13.3: Calculating Likelihoods for State-Dependent Diversification Models

  • Page ID
    21658
  • To calculate likelihoods for state-dependent diversification models we use a pruning algorithm with calculations that progress back through the tree from the tips to the root. We will follow the description of this algorithm in Maddison et al. (2007). We have already used this approach to derive likelihoods for constant rate birth-death models on trees (Chapter 12), and this derivation is similar.

    We consider a phylogenetic tree with data on the character states at the tips. For the purposes of this example, we will assume that the tree is complete and correct – we are not missing any species, and there is no phylogenetic uncertainty. We will come back to these two assumptions later in the chapter.

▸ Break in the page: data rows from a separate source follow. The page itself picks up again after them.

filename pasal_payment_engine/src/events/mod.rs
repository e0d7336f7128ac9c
mod channel;
mod event_types;
mod hooks;

pub use channel::{EventHandler, EventProducer, Handler};
pub use event_types::*;
pub use hooks::{EventHandlers, EventHooks, EventProducers};
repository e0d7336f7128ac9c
use sqlx::SqliteConnection;

use crate::db_types::Coupon;

pub async fn fetch_coupon(code: &str, conn: &mut SqliteConnection) -> Result<Option<Coupon>, sqlx::Error> {
    sqlx::query_as("SELECT * FROM coupons WHERE code = $1").bind(code).fetch_optional(conn).await
}

pub async fn increment_usage(code: &str, conn: &mut SqliteConnection) -> Result<(), sqlx::Error> {
    sqlx::query("UPDATE coupons SET used_count = used_count + 1 WHERE code = $1").bind(code).execute(conn).await?;
    Ok(())
}
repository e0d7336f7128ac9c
//! Khalti ePayment adapter.
//!
//! Khalti's KPG-2 flow: an authenticated `initiate` call returns a `pidx` and a hosted payment URL; the
//! customer pays there and is bounced back to our return URL with `pidx` and a claimed status in the query
//! string. Return/webhook payloads carry no signature, so a `Completed` claim is never applied from the
//! payload alone; the `lookup` endpoint is the authoritative source and is always consulted first.

use std::{sync::Arc, time::Duration};

use async_trait::async_trait;
use log::*;
use reqwest::{
    header::{HeaderMap, HeaderValue},
    Client,
};
use serde::Deserialize;
use serde_json::{json, Value};

use crate::{
    config::KhaltiConfig,
    data_objects::{GatewayResult, InitiateRequest, InitiateResponse, NormalizedStatus, PaymentAction},
    GatewayAdapter,
    GatewayError,
};

const KHALTI_LIVE_BASE: &str = "https://khalti.com/api/v2";
const KHALTI_TEST_BASE: &str = "https://dev.khalti.com/api/v2";

#[derive(Clone)]
pub struct KhaltiApi {
    config: KhaltiConfig,
    client: Arc<Client>,
    return_base: String,
}

impl KhaltiApi {
    pub fn new(config: KhaltiConfig, return_base: &str, timeout: Duration) -> Result<Self, GatewayError> {
        let mut headers = HeaderMap::with_capacity(2);
        let auth = HeaderValue::from_str(&format!("Key {}", config.secret_key.reveal()))
            .map_err(|e| GatewayError::Initialization(e.to_string()))?;
        headers.insert("Authorization", auth);
        headers.insert("Content-Type", HeaderValue::from_static("application/json"));
        let client = Client::builder()
            .default_headers(headers)
            .timeout(timeout)
            .build()
            .map_err(|e| GatewayError::Initialization(e.to_string()))?;
        Ok(Self { config, client: Arc::new(client), return_base: return_base.trim_end_matches('/').to_string() })
    }

    fn api_base(&self) -> &str {
        match &self.config.api_base_override {
            Some(base) => base.as_str(),
            None if self.config.test_mode => KHALTI_TEST_BASE,
            None => KHALTI_LIVE_BASE,
        }
    }

    async fn post<T: for<'a> Deserialize<'a>>(&self, path: &str, body: Value) -> Result<T, GatewayError> {
        let url = format!("{}{path}", self.api_base());
        trace!("🏔️ POST {url}");
        let response =
            self.client.post(&url).json(&body).send().await.map_err(|e| GatewayError::RequestError(e.to_string()))?;
        if response.status().is_success() {
            response.json::<T>().await.map_err(|e| GatewayError::JsonError(e.to_string()))
        } else {
            let status = response.status().as_u16();
            let message = response.text().await.map_err(|e| GatewayError::RequestError(e.to_string()))?;
            Err(GatewayError::ProviderError { status, message })
        }
    }
}

/// Khalti's status vocabulary, per the ePayment lookup documentation.
pub fn normalize_khalti_status(status: &str) -> NormalizedStatus {
    match status.to_ascii_lowercase().as_str() {
        "completed" => NormalizedStatus::Completed,
        "pending" | "initiated" => NormalizedStatus::Pending,
        "expired" | "user canceled" | "user cancelled" | "canceled" | "cancelled" => NormalizedStatus::Cancelled,
        "refunded" | "partially refunded" | "failed" => NormalizedStatus::Failed,
        other => {
            warn!("🏔️ Unrecognised Khalti status '{other}'. Treating as unverified.");
            NormalizedStatus::Unverified
        },
    }
}

#[derive(Debug, Deserialize)]
struct InitiatePayload {
    pidx: String,
    payment_url: String,
}

#[async_trait]
impl GatewayAdapter for KhaltiApi {
    fn slug(&self) -> &'static str {
        "khalti"
    }

    fn is_digital(&self) -> bool {
        true
    }

    async fn initiate(&self, req: &InitiateRequest) -> Result<InitiateResponse, GatewayError> {
        let body = json!({
            "return_url": format!("{}/payment/khalti/success/{}", self.return_base, req.invoice),
            "website_url": self.return_base,
            // Khalti expects the amount in paisa, which is exactly our internal representation.
            "amount": req.amount.value(),
            "purchase_order_id": req.invoice,
            "purchase_order_name": format!("Order #{}", req.invoice),
            "customer_info": req.customer,
        });
        let payload: InitiatePayload = self.post("/epayment/initiate/", body).await?;
        debug!("🏔️ Initiated Khalti payment for invoice {}. pidx: {}", req.invoice, payload.pidx);
        Ok(InitiateResponse {
            reference: payload.pidx,
            action: PaymentAction::Redirect { url: payload.payment_url },
        })
    }

    async fn verify(&self, reference: &str, _expected: pasal_common::Rupee) -> Result<GatewayResult, GatewayError> {
        let raw: Value = self.post("/epayment/lookup/", json!({ "pidx": reference })).await?;
        let status = raw["status"].as_str().map(normalize_khalti_status).unwrap_or(NormalizedStatus::Unverified);
        let amount = raw["total_amount"].as_i64().map(pasal_common::Rupee::from);
        debug!("🏔️ Khalti lookup for {reference}: {status}");
        Ok(GatewayResult { provider: "khalti".to_string(), reference: reference.to_string(), status, amount, raw })
    }

    fn handle_webhook(&self, raw: &Value) -> Result<GatewayResult, GatewayError> {
        let pidx = raw["pidx"]
            .as_str()
            .ok_or_else(|| GatewayError::MalformedPayload("Khalti payload is missing pidx".to_string()))?
            .to_string();
        let claimed = raw["status"].as_str().unwrap_or("");
        // The payload is unsigned, so a "Completed" claim cannot be taken at face value. Failure and
        // cancellation claims are safe to act on (they can only ever release stock back to the shelf);
        // anything that would move money requires the lookup endpoint to agree.
        let status = match normalize_khalti_status(claimed) {
            NormalizedStatus::Completed => NormalizedStatus::Unverified,
            other => other,
        };
        let amount = raw["total_amount"].as_i64().map(pasal_common::Rupee::from);
        Ok(GatewayResult { provider: "khalti".to_string(), reference: pidx, status, amount, raw: raw.clone() })
    }
}

#[cfg(test)]
mod test {
    use serde_json::json;

    use super::*;

    fn api() -> KhaltiApi {
        KhaltiApi::new(KhaltiConfig::default(), "https://shop.example.com", std::time::Duration::from_secs(5))
            .unwrap()
    }

    #[test]
    fn status_normalization() {
        assert_eq!(normalize_khalti_status("Completed"), NormalizedStatus::Completed);
        assert_eq!(normalize_khalti_status("Pending"), NormalizedStatus::Pending);
        assert_eq!(normalize_khalti_status("User canceled"), NormalizedStatus::Cancelled);
        assert_eq!(normalize_khalti_status("Expired"), NormalizedStatus::Cancelled);
        assert_eq!(normalize_khalti_status("Refunded"), NormalizedStatus::Failed);
        assert_eq!(normalize_khalti_status("wat"), NormalizedStatus::Unverified);
    }

    #[test]
    fn completed_claim_from_unsigned_payload_is_unverified() {
        let payload = json!({ "pidx": "Fr2GqkYmil", "status": "Completed", "total_amount": 128000 });
        let result = api().handle_webhook(&payload).unwrap();
        assert_eq!(result.status, NormalizedStatus::Unverified);
        assert_eq!(result.reference, "Fr2GqkYmil");
    }

    #[test]
    fn cancellation_claim_is_accepted() {
        let payload = json!({ "pidx": "Fr2GqkYmil", "status": "User canceled" });
        let result = api().handle_webhook(&payload).unwrap();
        assert_eq!(result.status, NormalizedStatus::Cancelled);
    }

    #[test]
    fn missing_pidx_is_rejected() {
        let payload = json!({ "status": "Completed" });
        assert!(api().handle_webhook(&payload).is_err());
    }
}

    We need to obtain the probability of obtaining the data given the model (the likelihood). As we have seen before, we will calculate that likelihood going backwards in time using a pruning algorithm (Maddison et al. 2007). The key principle, again, is that if we know the probabilities at some point in time on the tree, we can calculate those probabilities at some time point immediately before. By applying this method successively, we can move back towards the root of the tree. We move backwards along each branch in the tree, merging these calculations at nodes. When we get to the root, we have the probability of the data given the model and the entire tree – that is, we have the likelihood.

    The other essential piece is that we have a starting point. When we start at the tips of the tree, we assume that our character states are fixed and known. We use the fact that we know all of the species and their character states at the present day as our starting point, and move backwards from there (Maddison et al. 2007). For example, for a species with character state 0, the likelihood for state 0 is 1, and for state 1 is zero. In other words, at the tips of the tree we can start our calculations with a probability of 1 for the state that matches the tip state, and 0 otherwise.

    This discussion also highlights the fact that incorporating uncertainty and/or variation in tip states for these algorithms is not computationally difficult – we just need to start from a different point at the tips. For example, if we are completely unsure about the tip state for a certain taxa, we can begin with likelihoods of 0.5 for starting in state 0 and 0.5 for starting in state 1. However, such calculations are not commonly implemented in comparative methods software.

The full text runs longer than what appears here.